Pour illustrer par d’autres exemples d’instruments, les pavillons en forme d’animal, voici les deux instruments  ci-dessous: une trompe d’Afrique de l’ouest,  et une flute d’Ambrym, ile de Vanuatu.

La trompe en bronze d’Afrique de l’ouest possède un pavillon en forme de tête de poisson-chat, qui symbolise l’esprit de l’eau associé à la vie et à la fécondité. Son usage était surtout lié à une fonction honorifique, de commandement et de pouvoir.

Trompe de cérémonie en bronze, Afrique de l’ouest, XXe, longueur : 62 cm

Détail du pavillon en forme de tête de poisson-chat

Flûte d’Ambrym, ile de Vanuatu, XXe. Décor géométrique symbolisant la cosmogonie
avec pavillon en forme de tête de poisson stylisée

Détail de la tête

Autre instrument : le serpent. Il est considéré comme la basse du cornet à bouquin et fabriqué selon le même principe. La forme sinueuse de l’instrument permet au musicien l’accès aux trous d’intonation et permet le jeu. Son nom évoque tout naturellement la forme de l’animal du même nom et son usage était de jouer les basses, dans la musique militaire et également dans la musique religieuse pour soutenir le chant dans les chorales

Gravure de l’encyclopédie Diderot et d’Alembert, XVIIIe

Détail du serpent

Parmi les instruments en forme de corps d’animaux, les sifflets zoomorphes occupent une place importante : Ils ont longtemps servi comme signal d’appel ou appeaux. Le son est produit en soufflant. Un trou de jeu permet l’émission d’un deuxième son. Ce type de flûte est de la même famille que celle des ocarinas.
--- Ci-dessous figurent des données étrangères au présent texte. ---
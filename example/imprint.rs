use std::path::{Path, PathBuf};

use burn::{prelude::*, tensor::Int};
use burn_refinenet::{
    InferenceBackend,
    imprint::{ClassCountPolicy, ImprintConfig, ImprintingRefineNet},
    inference::{colorize_labels, mask_to_label_tensor, rgb_to_input_tensor, segment},
    model::{
        ModelError,
        refinenet::{BackboneDepth, RefineNet, RefineNetConfig},
    },
};
use clap::Parser;

#[derive(Parser, Debug)]
#[command(
    author,
    version,
    about = "Imprint novel classes into RefineNet-LW from image/mask pairs"
)]
struct Args {
    /// Support image; repeat once per pair.
    #[arg(long = "image", value_name = "PATH", required = true)]
    images: Vec<PathBuf>,

    /// Greyscale mask holding one class index per pixel; repeat once per pair.
    #[arg(long = "mask", value_name = "PATH", required = true)]
    masks: Vec<PathBuf>,

    /// Image segmented after imprinting.
    #[arg(long, value_name = "PATH")]
    query: PathBuf,

    #[arg(long, default_value_t = 0.5)]
    alpha: f32,

    /// Fixed class counts `IMPRINTED,REVERTED` instead of one row per novel label.
    #[arg(long, value_name = "N,M", value_parser = parse_fixed_policy)]
    fixed: Option<ClassCountPolicy>,

    /// Restore the original heads afterwards and segment the query again.
    #[arg(long, default_value_t = false)]
    reverse: bool,

    #[arg(long, value_name = "PATH")]
    checkpoint: Option<PathBuf>,

    #[arg(long, value_name = "DIR", default_value = "assets/model")]
    cache_dir: PathBuf,

    #[arg(long, default_value_t = 50)]
    depth: usize,

    #[arg(long, default_value_t = 21)]
    classes: usize,

    #[arg(long, value_name = "PATH", default_value = "assets/image/imprinted.png")]
    output: PathBuf,
}

fn parse_fixed_policy(value: &str) -> Result<ClassCountPolicy, String> {
    let (imprinted, reverted) = value
        .split_once(',')
        .ok_or_else(|| format!("expected IMPRINTED,REVERTED, got `{value}`"))?;
    let parse = |field: &str| {
        field
            .trim()
            .parse::<usize>()
            .map_err(|err| format!("invalid class count `{field}`: {err}"))
    };
    Ok(ClassCountPolicy::Fixed {
        imprinted: parse(imprinted)?,
        reverted: parse(reverted)?,
    })
}

type Device = <InferenceBackend as Backend>::Device;

fn load_image(
    path: &Path,
    device: &Device,
) -> Result<(Tensor<InferenceBackend, 4>, u32, u32), String> {
    let image = image::open(path)
        .map_err(|err| format!("Failed to load image `{}`: {err}", path.display()))?
        .to_rgb8();
    let (width, height) = image.dimensions();
    let tensor = rgb_to_input_tensor(image.as_raw(), width as usize, height as usize, device)?;
    Ok((tensor, width, height))
}

fn load_mask(
    path: &Path,
    width: u32,
    height: u32,
    device: &Device,
) -> Result<Tensor<InferenceBackend, 3, Int>, String> {
    let mask = image::open(path)
        .map_err(|err| format!("Failed to load mask `{}`: {err}", path.display()))?
        .to_luma8();
    if mask.dimensions() != (width, height) {
        return Err(format!(
            "mask `{}` is {:?} but its image is {width}x{height}",
            path.display(),
            mask.dimensions()
        ));
    }
    mask_to_label_tensor(mask.as_raw(), width as usize, height as usize, device)
}

fn main() -> Result<(), Box<dyn std::error::Error>> {
    env_logger::Builder::from_env(env_logger::Env::default().default_filter_or("info")).init();

    let args = Args::parse();
    let device = Device::default();
    let depth = BackboneDepth::from_layers(args.depth)
        .ok_or(ModelError::UnsupportedDepth(args.depth))?;
    let config = RefineNetConfig::new(depth, args.classes);

    let model = match &args.checkpoint {
        Some(path) => RefineNet::<InferenceBackend>::load_with_config(&device, config, path)
            .map_err(|err| format!("Failed to load checkpoint `{}`: {err}", path.display()))?,
        None => RefineNet::<InferenceBackend>::from_pretrained(&device, config, &args.cache_dir)?,
    };

    let mut imprint_config = ImprintConfig::new().with_alpha(args.alpha);
    if let Some(policy) = args.fixed {
        imprint_config = imprint_config.with_policy(policy);
    }
    let mut surgeon = ImprintingRefineNet::from_config(model, &imprint_config);
    surgeon.save_original_weights();

    let mut images = Vec::with_capacity(args.images.len());
    let mut labels = Vec::with_capacity(args.masks.len());
    for (image_path, mask_path) in args.images.iter().zip(&args.masks) {
        let (image, width, height) = load_image(image_path, &device)?;
        labels.push(load_mask(mask_path, width, height, &device)?);
        images.push(image);
    }
    if args.images.len() != args.masks.len() {
        log::warn!(
            "{} image(s) and {} mask(s) given; only complete pairs are used",
            args.images.len(),
            args.masks.len()
        );
    }

    let summary = surgeon.imprint(&images, &labels, imprint_config.alpha)?;
    println!(
        "Imprinted {:?} from {} image(s): {} -> {} classes",
        summary.novel_labels, summary.images, summary.old_classes, summary.new_classes
    );

    let (query, _, _) = load_image(&args.query, &device)?;
    let imprinted = segment(surgeon.model(), query.clone());
    colorize_labels(imprinted.labels)?.save(&args.output)?;
    println!("Saved imprinted segmentation to {}", args.output.display());

    if args.reverse {
        let restored = surgeon.reverse_imprinting()?;
        let reverted = segment(surgeon.model(), query);
        let output = args.output.with_file_name(format!(
            "{}_reverted.png",
            args.output
                .file_stem()
                .and_then(|stem| stem.to_str())
                .unwrap_or("segmentation")
        ));
        colorize_labels(reverted.labels)?.save(&output)?;
        println!(
            "Reverted to {restored} classes; saved segmentation to {}",
            output.display()
        );
    }

    Ok(())
}
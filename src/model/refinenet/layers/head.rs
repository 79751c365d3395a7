use burn::{
    module::Param,
    nn::{
        Initializer,
        conv::{Conv2d, Conv2dConfig},
    },
    prelude::*,
};

/// Width of the fused features every classification head reads.
pub const HEAD_INPUT_CHANNELS: usize = 256;

/// Bias-free 1x1 projection from fused features to per-class scores.
///
/// Heads are never resized in place. Changing the class count builds a new head
/// from a weight tensor and the decoder swaps it in.
#[derive(Module, Debug)]
pub struct ClassificationHead<B: Backend> {
    conv: Conv2d<B>,
}

impl<B: Backend> ClassificationHead<B> {
    pub fn new(device: &B::Device, n_classes: usize) -> Self {
        let conv = Conv2dConfig::new([HEAD_INPUT_CHANNELS, n_classes], [1, 1])
            .with_bias(false)
            .init(device);
        Self { conv }
    }

    /// Builds a head whose kernel is exactly `weight` (`[classes, channels, 1, 1]`).
    pub fn from_weight(weight: Tensor<B, 4>) -> Self {
        let [classes, channels, kernel_h, kernel_w] = weight.dims();
        let mut conv = Conv2dConfig::new([channels, classes], [kernel_h, kernel_w])
            .with_bias(false)
            .with_initializer(Initializer::Zeros)
            .init(&weight.device());
        conv.weight = Param::from_tensor(weight);
        Self { conv }
    }

    pub fn weight(&self) -> Tensor<B, 4> {
        self.conv.weight.val()
    }

    pub fn classes(&self) -> usize {
        self.conv.weight.val().dims()[0]
    }

    pub fn input_channels(&self) -> usize {
        self.conv.weight.val().dims()[1]
    }

    pub fn device(&self) -> B::Device {
        self.conv.weight.val().device()
    }

    pub fn forward(&self, x: Tensor<B, 4>) -> Tensor<B, 4> {
        self.conv.forward(x)
    }
}
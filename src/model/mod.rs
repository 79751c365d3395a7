pub mod refinenet;

use std::path::{Path, PathBuf};

use refinenet::BackboneDepth;
use thiserror::Error;

#[derive(Debug, Error)]
pub enum ModelError {
    #[error("checkpoint `{key}` is not in the cache at {path}; convert it from {url} first")]
    MissingCheckpoint {
        key: String,
        url: String,
        path: PathBuf,
    },
    #[error("failed to load checkpoint {path}: {message}")]
    Checkpoint { path: PathBuf, message: String },
    #[error("unsupported backbone depth {0}; expected 18, 34, 50, 101 or 152")]
    UnsupportedDepth(usize),
}

/// Datasets with published RefineNet-LW checkpoints, keyed by class count.
#[derive(Clone, Copy, Debug, PartialEq, Eq, Hash)]
pub enum DatasetFamily {
    Person,
    Voc,
    Nyu,
    Context,
}

impl DatasetFamily {
    pub fn from_classes(n_classes: usize) -> Option<Self> {
        match n_classes {
            7 => Some(Self::Person),
            21 => Some(Self::Voc),
            40 => Some(Self::Nyu),
            60 => Some(Self::Context),
            _ => None,
        }
    }

    pub fn classes(self) -> usize {
        match self {
            Self::Person => 7,
            Self::Voc => 21,
            Self::Nyu => 40,
            Self::Context => 60,
        }
    }

    pub fn as_str(self) -> &'static str {
        match self {
            Self::Person => "person",
            Self::Voc => "voc",
            Self::Nyu => "nyu",
            Self::Context => "context",
        }
    }
}

const DATASET_URLS: &[(usize, DatasetFamily, &str)] = &[
    (50, DatasetFamily::Person, "https://cloudstor.aarnet.edu.au/plus/s/mLA7NxVSPjNL7Oo/download"),
    (101, DatasetFamily::Person, "https://cloudstor.aarnet.edu.au/plus/s/f1tGGpwdCnYS3xu/download"),
    (152, DatasetFamily::Person, "https://cloudstor.aarnet.edu.au/plus/s/Ql64rWqiTvWGAA0/download"),
    (50, DatasetFamily::Voc, "https://cloudstor.aarnet.edu.au/plus/s/2E1KrdF2Rfc5khB/download"),
    (101, DatasetFamily::Voc, "https://cloudstor.aarnet.edu.au/plus/s/CPRKWiaCIDRdOwF/download"),
    (152, DatasetFamily::Voc, "https://cloudstor.aarnet.edu.au/plus/s/2w8bFOd45JtPqbD/download"),
    (50, DatasetFamily::Nyu, "https://cloudstor.aarnet.edu.au/plus/s/gE8dnQmHr9svpfu/download"),
    (101, DatasetFamily::Nyu, "https://cloudstor.aarnet.edu.au/plus/s/VnsaSUHNZkuIqeB/download"),
    (152, DatasetFamily::Nyu, "https://cloudstor.aarnet.edu.au/plus/s/EkPQzB2KtrrDnKf/download"),
    (101, DatasetFamily::Context, "https://cloudstor.aarnet.edu.au/plus/s/hqmplxWOBbOYYjN/download"),
    (152, DatasetFamily::Context, "https://cloudstor.aarnet.edu.au/plus/s/O84NszlYlsu00fW/download"),
];

const IMAGENET_URLS: &[(usize, &str)] = &[
    (50, "https://download.pytorch.org/models/resnet50-19c8e357.pth"),
    (101, "https://download.pytorch.org/models/resnet101-5d3b4d8f.pth"),
    (152, "https://download.pytorch.org/models/resnet152-b121ed2d.pth"),
];

#[derive(Clone, Copy, Debug, PartialEq, Eq)]
pub enum WeightScope {
    /// Backbone classification weights; only the encoder record is loaded.
    EncoderOnly,
    /// Encoder and decoder trained on a segmentation dataset.
    FullModel,
}

#[derive(Clone, Debug, PartialEq, Eq)]
pub struct PretrainedWeights {
    pub key: String,
    pub url: &'static str,
    pub scope: WeightScope,
}

impl PretrainedWeights {
    /// ImageNet weights win over dataset weights when both are requested.
    pub fn resolve(depth: BackboneDepth, n_classes: usize, imagenet: bool) -> Option<Self> {
        let layers = depth.layers();

        if imagenet {
            return IMAGENET_URLS
                .iter()
                .find(|(entry, _)| *entry == layers)
                .map(|(_, url)| Self {
                    key: format!("{layers}_imagenet"),
                    url: *url,
                    scope: WeightScope::EncoderOnly,
                });
        }

        let family = DatasetFamily::from_classes(n_classes)?;
        DATASET_URLS
            .iter()
            .find(|(entry, entry_family, _)| *entry == layers && *entry_family == family)
            .map(|(_, _, url)| Self {
                key: format!("rf_lw{layers}_{}", family.as_str()),
                url: *url,
                scope: WeightScope::FullModel,
            })
    }

    /// Location of the converted `.mpk` record inside `cache_dir`.
    pub fn checkpoint_path(&self, cache_dir: impl AsRef<Path>) -> PathBuf {
        cache_dir.as_ref().join(format!("{}.mpk", self.key))
    }
}

#[cfg(test)]
mod tests {
    use super::*;

    #[test]
    fn dataset_keys_follow_depth_and_family() {
        let weights = PretrainedWeights::resolve(BackboneDepth::ResNet101, 40, false).unwrap();

        assert_eq!(weights.key, "rf_lw101_nyu");
        assert_eq!(weights.scope, WeightScope::FullModel);
        assert!(weights.url.ends_with("VnsaSUHNZkuIqeB/download"));
    }

    #[test]
    fn context_is_missing_for_resnet50() {
        assert!(PretrainedWeights::resolve(BackboneDepth::ResNet50, 60, false).is_none());
        assert!(PretrainedWeights::resolve(BackboneDepth::ResNet152, 60, false).is_some());
    }

    #[test]
    fn unknown_class_count_has_no_weights() {
        assert!(PretrainedWeights::resolve(BackboneDepth::ResNet50, 17, false).is_none());
        assert!(PretrainedWeights::resolve(BackboneDepth::ResNet18, 21, false).is_none());
    }

    #[test]
    fn imagenet_takes_precedence_and_loads_encoder_only() {
        let weights = PretrainedWeights::resolve(BackboneDepth::ResNet50, 21, true).unwrap();

        assert_eq!(weights.key, "50_imagenet");
        assert_eq!(weights.scope, WeightScope::EncoderOnly);
        assert_eq!(
            weights.checkpoint_path("/tmp/cache"),
            PathBuf::from("/tmp/cache/50_imagenet.mpk")
        );
    }

    #[test]
    fn family_roundtrips_through_class_count() {
        for family in [
            DatasetFamily::Person,
            DatasetFamily::Voc,
            DatasetFamily::Nyu,
            DatasetFamily::Context,
        ] {
            assert_eq!(DatasetFamily::from_classes(family.classes()), Some(family));
        }
    }
}
use burn::{
    config::Config,
    tensor::{
        Int, Tensor,
        backend::Backend,
        module,
        ops::{InterpolateMode, InterpolateOptions},
    },
};

/// How per-level score maps are brought to the input resolution before summing.
#[derive(Config, Debug, Copy, PartialEq, Eq)]
pub enum ScoreInterpolation {
    /// Bilinear with aligned corners, evaluated on the backend.
    AlignCorners,
    /// Bilinear with half-pixel centres, evaluated on the host.
    HalfPixel,
}

impl Default for ScoreInterpolation {
    fn default() -> Self {
        Self::AlignCorners
    }
}

pub(crate) fn hw<B: Backend>(tensor: &Tensor<B, 4>) -> [usize; 2] {
    let dims = tensor.dims();
    [dims[2], dims[3]]
}

fn bilinear_sample(input: &[f32], in_width: usize, in_height: usize, x: f32, y: f32) -> f32 {
    let x0 = x.floor();
    let y0 = y.floor();
    let x1 = (x0 + 1.0).min((in_width - 1) as f32);
    let y1 = (y0 + 1.0).min((in_height - 1) as f32);

    let x0_idx = x0.max(0.0) as usize;
    let y0_idx = y0.max(0.0) as usize;
    let x1_idx = x1.max(0.0) as usize;
    let y1_idx = y1.max(0.0) as usize;

    let dx = (x - x0).clamp(0.0, 1.0);
    let dy = (y - y0).clamp(0.0, 1.0);

    let top_left = input[y0_idx * in_width + x0_idx];
    let top_right = input[y0_idx * in_width + x1_idx];
    let bottom_left = input[y1_idx * in_width + x0_idx];
    let bottom_right = input[y1_idx * in_width + x1_idx];

    let top = top_left * (1.0 - dx) + top_right * dx;
    let bottom = bottom_left * (1.0 - dx) + bottom_right * dx;

    top * (1.0 - dy) + bottom * dy
}

/// Bilinear resize with aligned corners, the upsampling used between fusion stages.
pub fn resize_bilinear_aligned<B: Backend>(
    input: Tensor<B, 4>,
    output_size: [usize; 2],
) -> Tensor<B, 4> {
    if hw(&input) == output_size {
        return input;
    }

    module::interpolate(
        input,
        output_size,
        InterpolateOptions::new(InterpolateMode::Bilinear),
    )
}

/// Bilinear resize with half-pixel centres (`align_corners = false`).
///
/// Runs on the host, so it round-trips the tensor through `f32` data.
pub fn resize_bilinear_half_pixel<B: Backend>(
    input: Tensor<B, 4>,
    output_size: [usize; 2],
) -> Tensor<B, 4> {
    let [batch, channels, in_height, in_width] = input.dims();
    let [out_height, out_width] = output_size;

    if in_height == out_height && in_width == out_width {
        return input;
    }

    assert!(
        out_height > 0 && out_width > 0,
        "output size must be positive"
    );

    let device = input.device();
    let values = input
        .into_data()
        .convert::<f32>()
        .to_vec::<f32>()
        .expect("score tensor data should convert to Vec<f32>");

    let mut output = vec![0.0f32; batch * channels * out_height * out_width];

    let scale_y = in_height as f32 / out_height as f32;
    let scale_x = in_width as f32 / out_width as f32;
    let plane = in_height * in_width;

    for map in 0..batch * channels {
        let source = &values[map * plane..(map + 1) * plane];
        let target = &mut output[map * out_height * out_width..(map + 1) * out_height * out_width];

        for oy in 0..out_height {
            let in_y = ((oy as f32 + 0.5) * scale_y - 0.5).max(0.0);
            for ox in 0..out_width {
                let in_x = ((ox as f32 + 0.5) * scale_x - 0.5).max(0.0);
                target[oy * out_width + ox] =
                    bilinear_sample(source, in_width, in_height, in_x, in_y);
            }
        }
    }

    Tensor::<B, 1>::from_floats(output.as_slice(), &device).reshape([
        batch,
        channels,
        out_height,
        out_width,
    ])
}

pub fn resize_scores<B: Backend>(
    scores: Tensor<B, 4>,
    output_size: [usize; 2],
    method: ScoreInterpolation,
) -> Tensor<B, 4> {
    match method {
        ScoreInterpolation::AlignCorners => resize_bilinear_aligned(scores, output_size),
        ScoreInterpolation::HalfPixel => resize_bilinear_half_pixel(scores, output_size),
    }
}

/// Nearest-neighbour resize of an integer label map `[N, H, W]`.
pub fn resize_labels_nearest<B: Backend>(
    labels: Tensor<B, 3, Int>,
    output_size: [usize; 2],
) -> Tensor<B, 3, Int> {
    let [batch, height, width] = labels.dims();
    if [height, width] == output_size {
        return labels;
    }

    let resized = module::interpolate(
        labels.float().reshape([batch, 1, height, width]),
        output_size,
        InterpolateOptions::new(InterpolateMode::Nearest),
    );

    resized
        .reshape([batch, output_size[0], output_size[1]])
        .round()
        .int()
}

#[cfg(test)]
mod tests {
    use super::*;

    type TestBackend = crate::InferenceBackend;

    fn tensor_from_values(
        device: &<TestBackend as Backend>::Device,
        values: &[f32],
        shape: [usize; 4],
    ) -> Tensor<TestBackend, 4> {
        Tensor::<TestBackend, 1>::from_floats(values, device).reshape(shape)
    }

    #[test]
    fn aligned_and_half_pixel_upsampling_match_expected() {
        let device = <TestBackend as Backend>::Device::default();
        let input = tensor_from_values(&device, &[1.0, 2.0, 3.0, 4.0], [1, 1, 2, 2]);

        let aligned = resize_scores(input.clone(), [4, 4], ScoreInterpolation::AlignCorners);
        let half_pixel = resize_scores(input, [4, 4], ScoreInterpolation::HalfPixel);

        let expected_aligned = tensor_from_values(
            &device,
            &[
                1.0, 1.3333334, 1.6666666, 2.0, //
                1.6666666, 2.0, 2.3333333, 2.6666667, //
                2.3333333, 2.6666667, 3.0, 3.3333333, //
                3.0, 3.3333333, 3.6666667, 4.0,
            ],
            [1, 1, 4, 4],
        );
        let expected_half_pixel = tensor_from_values(
            &device,
            &[
                1.0, 1.25, 1.75, 2.0, //
                1.5, 1.75, 2.25, 2.5, //
                2.5, 2.75, 3.25, 3.5, //
                3.0, 3.25, 3.75, 4.0,
            ],
            [1, 1, 4, 4],
        );

        assert!(
            aligned
                .clone()
                .all_close(expected_aligned, Some(1e-5), Some(1e-5)),
            "aligned output {aligned:?} did not match expected values"
        );
        assert!(
            half_pixel
                .clone()
                .all_close(expected_half_pixel, Some(1e-5), Some(1e-5)),
            "half-pixel output {half_pixel:?} did not match expected values"
        );
    }

    #[test]
    fn resize_to_same_size_is_identity() {
        let device = <TestBackend as Backend>::Device::default();
        let input = tensor_from_values(&device, &[4.0, 1.0, 0.0, 2.0], [1, 1, 2, 2]);

        for method in [ScoreInterpolation::AlignCorners, ScoreInterpolation::HalfPixel] {
            let output = resize_scores(input.clone(), [2, 2], method);
            assert!(output.all_close(input.clone(), Some(1e-6), Some(1e-6)));
        }
    }

    #[test]
    fn label_resize_keeps_integer_classes() {
        let device = <TestBackend as Backend>::Device::default();
        let labels = Tensor::<TestBackend, 1, Int>::from_ints([0, 7, 3, 255].as_slice(), &device)
            .reshape([1, 2, 2]);

        let resized = resize_labels_nearest(labels, [4, 4]);
        assert_eq!(resized.dims(), [1, 4, 4]);

        let values = resized
            .into_data()
            .convert::<i64>()
            .to_vec::<i64>()
            .unwrap();
        assert_eq!(
            values,
            vec![
                0, 0, 7, 7, //
                0, 0, 7, 7, //
                3, 3, 255, 255, //
                3, 3, 255, 255,
            ]
        );
    }
}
On en trouve dans de nombreuses civilisations.

Sifflet zoomorphe en terre cuite

Sifflet zoomorphe en terre cuite, culture La Tolita, -500 av JC / +500 ap JC

Les instruments à cordes peuvent aussi avoir leur chevillier orné d’une représentation zoomorphe : en exemple  ci-dessous : un saranghi à cheviller en forme d’oiseau

Saranghis, Inde, XXe

Bois monoxyle constituant une caisse de résonance, un manche et un chevillier à décor zoomorphe.

Chevilles en bois. Peau, métal, une des caisses de résonance est gravée de motifs divers, portrait, animal, végétaux stylisés, écritures.  Provenance : Inde, 20ème siècle.

Le son est produit en frottant les cordes avec un archet. La position des doigts sur le manche permet de raccourcir la longueur de la corde vibrante et de moduler les sons. Cet instrument accompagne les chants populaires du folklore Indien.

Détails des chevillers en forme d’oiseaux (manques)

Ici, ci-dessous un pluriarc à décor zoomorphe en forme de singe.

Pluriarc, Afrique de l’ouest, XXe

Détail de la représentation animalière

Autre illustration d’un serpent, il s’agit d’un racloir afin de marquer le rythme. Le son est produit en frottant les parties striées sculptées sur le ventre de l’animal.

Racloir en ébène, collecté au Portugal, XXe

Détail du dos strié

Dans les percussions, se trouvent couramment des représentations animales sur des kartals Indiens , sortes de claquettes en bois munies de cymbales. Souvent sculptées de représentations animales, elles servaient à marquer le rythme dans les mains des danseuses ou des musiciens de rue ainsi que dans le culte hindouiste.

Kartals

Détail de la représentation animale

Détail

Détail

Les tambours  présentent également fréquemment des représentations animalières. Ci-dessous, un tambour Baoulé sculpté d’un crocodile, et ensuite un tambour du second empire avec la représentation d’un aigle impérial.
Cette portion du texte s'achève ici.